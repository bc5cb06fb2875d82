use super::field::Field;
use crate::core::SchemaError;
use std::collections::HashSet;

/// Compiled description of a persisted model.
///
/// Built once per model type at registration; the four statement templates
/// are rendered here so no SQL text is assembled per call.
#[derive(Debug, Clone)]
pub struct EntitySchema {
    table: String,
    primary_key: Field,
    fields: Vec<Field>,
    select: String,
    insert: String,
    update: String,
    delete: String,
}

impl EntitySchema {
    /// Compile a schema from declared fields.
    ///
    /// Exactly one field must be flagged as primary key; field order is kept.
    pub fn build(table: &str, declared: Vec<Field>) -> Result<Self, SchemaError> {
        let mut seen = HashSet::new();
        let mut primary_key: Option<Field> = None;
        let mut fields = Vec::with_capacity(declared.len());

        for field in declared {
            if !seen.insert(field.name.clone()) {
                return Err(SchemaError::DuplicateField {
                    table: table.to_string(),
                    field: field.name,
                });
            }
            if field.primary_key {
                if primary_key.is_some() {
                    return Err(SchemaError::DuplicatePrimaryKey {
                        table: table.to_string(),
                        field: field.name,
                    });
                }
                primary_key = Some(field);
            } else {
                fields.push(field);
            }
        }

        let primary_key =
            primary_key.ok_or_else(|| SchemaError::MissingPrimaryKey(table.to_string()))?;

        let escaped: Vec<String> = fields.iter().map(|f| format!("`{}`", f.name)).collect();
        let pk = &primary_key.name;

        let select = if escaped.is_empty() {
            format!("select `{pk}` from `{table}`")
        } else {
            format!("select `{pk}`, {} from `{table}`", escaped.join(", "))
        };

        let insert_columns = escaped
            .iter()
            .cloned()
            .chain(std::iter::once(format!("`{pk}`")))
            .collect::<Vec<_>>()
            .join(", ");
        let insert = format!(
            "insert into `{table}` ({insert_columns}) values ({})",
            placeholders(escaped.len() + 1)
        );

        // A key-only table has nothing to set; the statement still binds just the key.
        let assignments = if escaped.is_empty() {
            format!("`{pk}`=`{pk}`")
        } else {
            escaped
                .iter()
                .map(|column| format!("{column}=?"))
                .collect::<Vec<_>>()
                .join(", ")
        };
        let update = format!("update `{table}` set {assignments} where `{pk}`=?");

        let delete = format!("delete from `{table}` where `{pk}`=?");

        Ok(Self {
            table: table.to_string(),
            primary_key,
            fields,
            select,
            insert,
            update,
            delete,
        })
    }

    pub fn table(&self) -> &str {
        &self.table
    }

    pub fn primary_key(&self) -> &Field {
        &self.primary_key
    }

    /// Non-primary-key fields in declaration order.
    pub fn fields(&self) -> &[Field] {
        &self.fields
    }

    /// Primary key first, then the other fields: the select column order.
    pub fn all_fields(&self) -> impl Iterator<Item = &Field> {
        std::iter::once(&self.primary_key).chain(self.fields.iter())
    }

    pub fn field(&self, name: &str) -> Option<&Field> {
        self.all_fields().find(|field| field.name == name)
    }

    pub fn select_sql(&self) -> &str {
        &self.select
    }

    pub fn insert_sql(&self) -> &str {
        &self.insert
    }

    pub fn update_sql(&self) -> &str {
        &self.update
    }

    pub fn delete_sql(&self) -> &str {
        &self.delete
    }

    pub fn create_table(&self) -> String {
        let columns = self
            .all_fields()
            .map(|field| format!("    {}", field.column_ddl()))
            .collect::<Vec<_>>()
            .join(",\n");
        format!(
            "create table if not exists `{}` (\n{},\n    primary key (`{}`)\n);",
            self.table, columns, self.primary_key.name
        )
    }
}

fn placeholders(count: usize) -> String {
    vec!["?"; count].join(", ")
}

• **Your assignment**: A single number is the expected answer: how many lines of the entries contain "declared".

• **Task response**: 4